**Work item**
Scan the data below for lines holding the word "height", and copy each line found.

**Data section**

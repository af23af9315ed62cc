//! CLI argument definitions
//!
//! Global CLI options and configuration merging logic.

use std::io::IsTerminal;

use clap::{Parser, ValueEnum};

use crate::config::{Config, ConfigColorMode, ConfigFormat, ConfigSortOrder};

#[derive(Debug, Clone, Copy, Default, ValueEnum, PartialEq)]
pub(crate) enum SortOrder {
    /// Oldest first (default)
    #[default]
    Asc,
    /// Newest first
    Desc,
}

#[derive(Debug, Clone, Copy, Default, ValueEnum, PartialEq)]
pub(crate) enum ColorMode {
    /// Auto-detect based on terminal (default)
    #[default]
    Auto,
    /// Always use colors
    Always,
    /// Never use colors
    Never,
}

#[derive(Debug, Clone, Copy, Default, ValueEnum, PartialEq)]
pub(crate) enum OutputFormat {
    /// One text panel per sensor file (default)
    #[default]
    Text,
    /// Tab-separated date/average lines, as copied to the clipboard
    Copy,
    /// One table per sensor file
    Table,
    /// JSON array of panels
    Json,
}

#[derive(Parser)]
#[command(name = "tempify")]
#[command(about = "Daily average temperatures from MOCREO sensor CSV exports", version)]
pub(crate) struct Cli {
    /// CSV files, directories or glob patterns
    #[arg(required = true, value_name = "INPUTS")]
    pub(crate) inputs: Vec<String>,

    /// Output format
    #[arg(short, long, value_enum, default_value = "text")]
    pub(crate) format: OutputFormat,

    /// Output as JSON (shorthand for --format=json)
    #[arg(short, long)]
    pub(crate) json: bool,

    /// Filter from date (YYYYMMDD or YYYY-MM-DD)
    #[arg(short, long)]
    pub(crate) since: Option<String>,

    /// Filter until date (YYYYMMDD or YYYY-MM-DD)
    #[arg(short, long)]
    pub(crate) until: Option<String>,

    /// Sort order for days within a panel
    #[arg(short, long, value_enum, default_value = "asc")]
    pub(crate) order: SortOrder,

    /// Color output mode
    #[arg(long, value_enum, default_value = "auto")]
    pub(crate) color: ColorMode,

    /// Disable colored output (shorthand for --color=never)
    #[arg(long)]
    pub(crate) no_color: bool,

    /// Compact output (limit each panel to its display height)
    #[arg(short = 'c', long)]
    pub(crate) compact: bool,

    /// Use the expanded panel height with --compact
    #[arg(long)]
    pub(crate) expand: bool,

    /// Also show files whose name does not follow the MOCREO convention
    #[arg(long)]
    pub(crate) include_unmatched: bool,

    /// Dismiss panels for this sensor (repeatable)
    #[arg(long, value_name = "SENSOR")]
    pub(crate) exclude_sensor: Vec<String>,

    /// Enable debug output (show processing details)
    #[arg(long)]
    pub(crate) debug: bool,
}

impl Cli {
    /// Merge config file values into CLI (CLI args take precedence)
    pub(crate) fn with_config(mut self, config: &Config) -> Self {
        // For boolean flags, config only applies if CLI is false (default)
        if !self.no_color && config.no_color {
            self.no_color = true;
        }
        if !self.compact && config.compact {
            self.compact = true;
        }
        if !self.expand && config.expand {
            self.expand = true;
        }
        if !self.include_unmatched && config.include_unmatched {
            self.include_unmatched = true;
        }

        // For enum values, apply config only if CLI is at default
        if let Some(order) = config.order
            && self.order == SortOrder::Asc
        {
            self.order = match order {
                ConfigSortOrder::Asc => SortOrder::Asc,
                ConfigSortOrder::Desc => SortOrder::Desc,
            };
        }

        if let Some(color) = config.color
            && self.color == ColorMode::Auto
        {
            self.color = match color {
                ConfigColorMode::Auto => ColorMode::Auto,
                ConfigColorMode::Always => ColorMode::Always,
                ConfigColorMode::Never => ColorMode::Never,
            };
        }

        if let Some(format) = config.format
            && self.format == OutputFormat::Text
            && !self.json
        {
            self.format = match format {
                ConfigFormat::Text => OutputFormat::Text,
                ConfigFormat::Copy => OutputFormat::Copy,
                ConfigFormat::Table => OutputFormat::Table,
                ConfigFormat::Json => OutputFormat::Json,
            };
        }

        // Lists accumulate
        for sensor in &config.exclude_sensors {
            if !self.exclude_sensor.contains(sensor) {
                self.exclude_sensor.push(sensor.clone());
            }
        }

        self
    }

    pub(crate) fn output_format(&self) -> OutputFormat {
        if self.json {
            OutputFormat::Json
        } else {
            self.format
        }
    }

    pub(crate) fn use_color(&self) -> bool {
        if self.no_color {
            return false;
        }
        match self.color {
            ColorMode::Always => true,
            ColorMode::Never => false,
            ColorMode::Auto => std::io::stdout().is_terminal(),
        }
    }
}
...
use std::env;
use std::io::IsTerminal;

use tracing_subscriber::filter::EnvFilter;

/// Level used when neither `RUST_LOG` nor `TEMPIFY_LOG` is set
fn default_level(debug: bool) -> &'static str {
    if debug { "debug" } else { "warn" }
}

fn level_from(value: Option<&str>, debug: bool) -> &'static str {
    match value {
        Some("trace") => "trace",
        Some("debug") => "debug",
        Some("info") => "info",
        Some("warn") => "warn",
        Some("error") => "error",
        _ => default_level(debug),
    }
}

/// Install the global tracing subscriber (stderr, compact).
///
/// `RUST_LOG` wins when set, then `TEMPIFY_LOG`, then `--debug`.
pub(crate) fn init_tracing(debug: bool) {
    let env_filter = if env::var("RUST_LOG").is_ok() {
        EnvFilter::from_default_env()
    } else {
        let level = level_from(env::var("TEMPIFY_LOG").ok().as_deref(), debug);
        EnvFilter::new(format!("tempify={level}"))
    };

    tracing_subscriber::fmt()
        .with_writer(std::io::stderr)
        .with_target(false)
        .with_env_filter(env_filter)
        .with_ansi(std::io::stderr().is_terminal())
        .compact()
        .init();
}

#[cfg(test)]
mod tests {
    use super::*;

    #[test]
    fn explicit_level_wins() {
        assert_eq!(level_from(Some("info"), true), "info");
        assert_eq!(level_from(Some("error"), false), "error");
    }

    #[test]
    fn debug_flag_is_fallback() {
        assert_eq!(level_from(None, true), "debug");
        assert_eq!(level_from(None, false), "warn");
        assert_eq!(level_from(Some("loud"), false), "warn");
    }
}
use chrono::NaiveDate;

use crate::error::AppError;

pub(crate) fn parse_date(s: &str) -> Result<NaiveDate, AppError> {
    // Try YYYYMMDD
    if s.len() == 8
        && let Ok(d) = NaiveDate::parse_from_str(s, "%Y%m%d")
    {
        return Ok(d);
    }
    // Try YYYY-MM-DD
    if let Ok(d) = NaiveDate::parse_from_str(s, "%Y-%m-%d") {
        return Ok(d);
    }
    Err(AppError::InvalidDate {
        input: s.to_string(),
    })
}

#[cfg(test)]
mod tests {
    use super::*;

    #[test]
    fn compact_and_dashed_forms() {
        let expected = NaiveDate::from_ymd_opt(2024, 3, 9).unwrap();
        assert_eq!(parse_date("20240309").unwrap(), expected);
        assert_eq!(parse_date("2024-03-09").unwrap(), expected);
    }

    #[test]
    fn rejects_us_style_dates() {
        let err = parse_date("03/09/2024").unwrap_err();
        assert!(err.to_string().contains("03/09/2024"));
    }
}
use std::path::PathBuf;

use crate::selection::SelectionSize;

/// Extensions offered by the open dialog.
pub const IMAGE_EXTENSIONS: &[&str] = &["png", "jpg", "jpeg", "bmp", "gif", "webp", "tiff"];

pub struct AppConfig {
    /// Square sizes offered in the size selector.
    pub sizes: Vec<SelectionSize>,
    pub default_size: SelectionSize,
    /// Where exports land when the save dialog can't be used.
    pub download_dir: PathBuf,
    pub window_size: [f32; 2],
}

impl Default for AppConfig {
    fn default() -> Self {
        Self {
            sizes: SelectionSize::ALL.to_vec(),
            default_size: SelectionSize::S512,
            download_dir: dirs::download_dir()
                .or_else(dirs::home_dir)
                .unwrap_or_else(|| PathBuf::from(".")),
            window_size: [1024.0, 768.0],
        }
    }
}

**Answer section**
    /// Compact output (limit each panel to its display height)
    /// Use the expanded panel height with --compact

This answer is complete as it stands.